Rubins is perhaps best known for building sculptures out of salvaged airplane parts, such as an installation in 1995 for the Museum of Modern Art in New York; the piece weighed nearly 10,000 pounds. Already by the mid-1980s she had begun regularly using abandoned airplane parts in her work. Her contact for the plane parts was Bill Huffman in the Mojave desert. For durability, she chose aluminum, fiberglass and composites rather than wood. Rubins collaborated with husband Chris Burden on a number of projects, including an installation called A Monument to Megalopolises Past and Future at Los Angeles Contemporary Exhibitions (LACE) in 1987.
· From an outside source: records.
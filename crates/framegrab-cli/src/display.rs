use framegrab_core::{Display, NullDisplay};

/// Pick the preview sink. Falls back to headless when built without the
/// `display` feature.
pub fn open(headless: bool, title: &str) -> anyhow::Result<Box<dyn Display>> {
    if headless {
        return Ok(Box::new(NullDisplay));
    }
    open_window(title)
}

#[cfg(feature = "display")]
fn open_window(title: &str) -> anyhow::Result<Box<dyn Display>> {
    Ok(Box::new(highgui_window::HighguiDisplay::new(title)?))
}

#[cfg(not(feature = "display"))]
fn open_window(title: &str) -> anyhow::Result<Box<dyn Display>> {
    tracing::warn!(
        window = title,
        "built without the `display` feature; streaming headless"
    );
    Ok(Box::new(NullDisplay))
}

#[cfg(feature = "display")]
mod highgui_window {
    use framegrab_core::{Display, DisplayError};
    use framegrab_hw::CanonicalFrame;
    use opencv::{
        core::{self, Mat},
        highgui,
    };

    /// OpenCV window showing BGR frames.
    pub struct HighguiDisplay {
        title: String,
    }

    impl HighguiDisplay {
        pub fn new(title: &str) -> anyhow::Result<Self> {
            highgui::named_window(title, highgui::WINDOW_AUTOSIZE)?;
            Ok(Self {
                title: title.to_string(),
            })
        }
    }

    impl Display for HighguiDisplay {
        fn show(&mut self, frame: &CanonicalFrame) -> Result<Option<char>, DisplayError> {
            let bytes = frame.as_bytes();
            // The Mat borrows `bytes` and is dropped before they are.
            let mat = unsafe {
                Mat::new_rows_cols_with_data(
                    frame.height() as i32,
                    frame.width() as i32,
                    core::CV_8UC3,
                    bytes.as_ptr() as *mut std::ffi::c_void,
                    core::Mat_AUTO_STEP,
                )
            }
            .map_err(|e| DisplayError(format!("failed to wrap frame: {e}")))?;

            highgui::imshow(&self.title, &mat)
                .map_err(|e| DisplayError(format!("failed to show frame: {e}")))?;
            let key = highgui::wait_key(1)
                .map_err(|e| DisplayError(format!("failed to poll key: {e}")))?;
            Ok((key >= 0).then(|| char::from((key & 0xFF) as u8)))
        }
    }

    impl Drop for HighguiDisplay {
        fn drop(&mut self) {
            let _ = highgui::destroy_window(&self.title);
        }
    }
}
use anyhow::{Context, Result};
use clap::{Args, Parser, Subcommand};
use framegrab_core::{capture_single, save_image, CaptureLoop, SavePolicy, StopSignal};
use framegrab_hw::negotiate::{current_pixel_format, negotiate, select_pixel_format};
use framegrab_hw::node::text_or_unknown;
use framegrab_hw::{AcquisitionSession, CaptureContext, DeviceInfo, Node, NodeMap};
use serde::Serialize;
use std::path::PathBuf;
use tracing_subscriber::EnvFilter;

mod config;
mod display;

use config::Config;

#[derive(Parser)]
#[command(name = "framegrab", about = "Camera capture and live preview")]
struct Cli {
    /// Device path, or `stub://[PixelFormat]` for the synthetic camera
    /// (default: $FRAMEGRAB_DEVICE, else the first V4L2 capture device)
    #[arg(short, long, global = true)]
    device: Option<String>,

    #[command(subcommand)]
    command: Commands,
}

#[derive(Subcommand)]
enum Commands {
    /// List detected cameras
    List {
        #[arg(long)]
        json: bool,
    },
    /// Show identity and node access of the first camera
    Info {
        #[arg(long)]
        json: bool,
    },
    /// Capture one frame and save it
    Single {
        #[command(flatten)]
        capture: CaptureArgs,
        /// Output image (default: single_frame.png)
        #[arg(short, long)]
        output: Option<PathBuf>,
    },
    /// Stream continuously with FPS overlay and periodic saving
    Stream {
        #[command(flatten)]
        capture: CaptureArgs,
        /// Save every Nth frame, 0 to disable (default: 10)
        #[arg(long)]
        save_every: Option<u64>,
        /// Directory for saved frames (default: captures)
        #[arg(long)]
        output_dir: Option<PathBuf>,
        /// Stop after this many frames
        #[arg(long)]
        frames: Option<u64>,
        /// Do not open a preview window
        #[arg(long)]
        headless: bool,
    },
}

#[derive(Args)]
struct CaptureArgs {
    #[arg(long)]
    width: Option<i64>,
    #[arg(long)]
    height: Option<i64>,
    #[arg(long)]
    fps: Option<f64>,
    /// Per-frame fetch timeout in milliseconds
    #[arg(long)]
    timeout_ms: Option<u64>,
}

impl CaptureArgs {
    fn apply(&self, config: &mut Config) {
        if let Some(w) = self.width {
            config.width = w;
        }
        if let Some(h) = self.height {
            config.height = h;
        }
        if let Some(fps) = self.fps {
            config.fps = fps;
        }
        if let Some(ms) = self.timeout_ms {
            config.timeout_ms = ms;
        }
    }
}

fn main() -> Result<()> {
    tracing_subscriber::fmt()
        .with_env_filter(
            EnvFilter::try_from_default_env().unwrap_or_else(|_| EnvFilter::new("info")),
        )
        .init();

    let cli = Cli::parse();
    let mut config = Config::from_env();
    if let Some(device) = cli.device {
        config.device = Some(device);
    }

    let mut ctx = CaptureContext::init(config.system());

    match cli.command {
        Commands::List { json } => list(&mut ctx, json),
        Commands::Info { json } => info(&mut ctx, json),
        Commands::Single { capture, output } => {
            capture.apply(&mut config);
            if let Some(output) = output {
                config.single_output = output;
            }
            single(&mut ctx, &config)
        }
        Commands::Stream {
            capture,
            save_every,
            output_dir,
            frames,
            headless,
        } => {
            capture.apply(&mut config);
            if let Some(n) = save_every {
                config.save_every = n;
            }
            if let Some(dir) = output_dir {
                config.output_dir = dir;
            }
            stream(&mut ctx, &config, frames, headless)
        }
    }
}

fn list(ctx: &mut CaptureContext, json: bool) -> Result<()> {
    let cameras = ctx.cameras().context("failed to enumerate cameras")?;
    let infos = cameras.infos();

    if json {
        println!("{}", serde_json::to_string_pretty(&infos)?);
        return Ok(());
    }
    if infos.is_empty() {
        println!("No cameras detected");
    }
    for (i, info) in infos.iter().enumerate() {
        let path = info.path.as_deref().unwrap_or("-");
        println!("{i}: {} {} ({}) {path}", info.vendor, info.model, info.serial);
    }
    Ok(())
}

#[derive(Serialize)]
struct NodeReport {
    name: &'static str,
    readable: bool,
    writable: bool,
    #[serde(skip_serializing_if = "Option::is_none")]
    value: Option<String>,
}

#[derive(Serialize)]
struct InfoReport {
    device: DeviceInfo,
    pixel_formats: Vec<String>,
    nodes: Vec<NodeReport>,
}

fn info(ctx: &mut CaptureContext, json: bool) -> Result<()> {
    let mut cameras = ctx.cameras().context("failed to enumerate cameras")?;
    let session = AcquisitionSession::open(&mut cameras).context("failed to open camera")?;

    let nodes = Node::ALL
        .iter()
        .map(|&node| {
            let access = session.access(node);
            NodeReport {
                name: node.name(),
                readable: access.readable,
                writable: access.writable,
                value: access
                    .readable
                    .then(|| session.read(node).ok())
                    .flatten()
                    .map(|v| v.to_string()),
            }
        })
        .collect();
    let report = InfoReport {
        device: session.info(),
        pixel_formats: session.entries(Node::PixelFormat).unwrap_or_default(),
        nodes,
    };

    if json {
        println!("{}", serde_json::to_string_pretty(&report)?);
        return Ok(());
    }

    println!("Vendor:  {}", text_or_unknown(&session, Node::DeviceVendorName));
    println!("Model:   {}", text_or_unknown(&session, Node::DeviceModelName));
    println!("Serial:  {}", text_or_unknown(&session, Node::DeviceSerialNumber));
    if let Some(path) = &report.device.path {
        println!("Path:    {path}");
        let real = report.device.real_path.as_deref();
        println!("Real:    {}", real.unwrap_or("could not resolve link"));
    }
    println!("Formats: {}", report.pixel_formats.join(", "));
    println!();
    for node in &report.nodes {
        let access = match (node.readable, node.writable) {
            (true, true) => "RW",
            (true, false) => "RO",
            (false, true) => "WO",
            (false, false) => "--",
        };
        println!(
            "  {:<28} {access}  {}",
            node.name,
            node.value.as_deref().unwrap_or("")
        );
    }
    Ok(())
}

/// Pixel format and capture parameters, before streaming starts.
fn configure(session: &mut AcquisitionSession<'_>, config: &Config) {
    let info = session.info();
    tracing::info!(
        vendor = %info.vendor,
        model = %info.model,
        serial = %info.serial,
        "configuring camera"
    );

    current_pixel_format(&*session);
    if select_pixel_format(&mut *session, &config.format_preferences()).is_some() {
        current_pixel_format(&*session);
    }
    negotiate(&mut *session, &config.request());
}

fn single(ctx: &mut CaptureContext, config: &Config) -> Result<()> {
    let mut cameras = ctx.cameras().context("failed to enumerate cameras")?;
    let mut session = AcquisitionSession::open(&mut cameras).context("failed to open camera")?;
    configure(&mut session, config);

    let Some(frame) = capture_single(&mut session, config.timeout())? else {
        println!("Frame arrived incomplete; nothing saved");
        return Ok(());
    };
    save_image(&frame, &config.single_output)?;
    println!(
        "Saved {}x{} frame to {}",
        frame.width(),
        frame.height(),
        config.single_output.display()
    );
    Ok(())
}

fn stream(
    ctx: &mut CaptureContext,
    config: &Config,
    frames: Option<u64>,
    headless: bool,
) -> Result<()> {
    let stop = StopSignal::new();
    let handler_stop = stop.clone();
    ctrlc::set_handler(move || handler_stop.stop())
        .context("failed to install Ctrl-C handler")?;

    let mut cameras = ctx.cameras().context("failed to enumerate cameras")?;
    let mut session = AcquisitionSession::open(&mut cameras).context("failed to open camera")?;
    configure(&mut session, config);

    let mut display = display::open(headless, &config.window_title)?;
    let capture = CaptureLoop::new(config.timeout())
        .with_save_policy(SavePolicy::new(config.save_every, &config.output_dir))
        .with_frame_limit(frames)
        .with_max_consecutive_timeouts(config.max_consecutive_timeouts)
        .with_stop_signal(stop);

    let summary = capture.run(&mut session, display.as_mut())?;
    println!(
        "{} frames in {:.1}s ({:.1} fps), {} incomplete, {} saved",
        summary.frames,
        summary.elapsed.as_secs_f64(),
        summary.fps,
        summary.incomplete,
        summary.saved.len()
    );
    Ok(())
}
In the late 1980s Rubins started working with discarded mattresses which were inspired by pastries she saw in Vienna – both relate to dreams in her mind. In 1993 she made a sculpture of cakes and mattresses at UCLA. It was shown at Paul Kasmin Gallery in New York

Boats entered Rubins' sculptural vocabulary in the 2000s.

Rubins also started working with assembling discarded cast- aluminum playground structures. Most of these structures were built out of melted down WWII materials. These pieces were shown at the Gagosian gallery in 2014.

Aside from sculpture, Rubins is known for her large scale graphite drawings which resemble lead sheets.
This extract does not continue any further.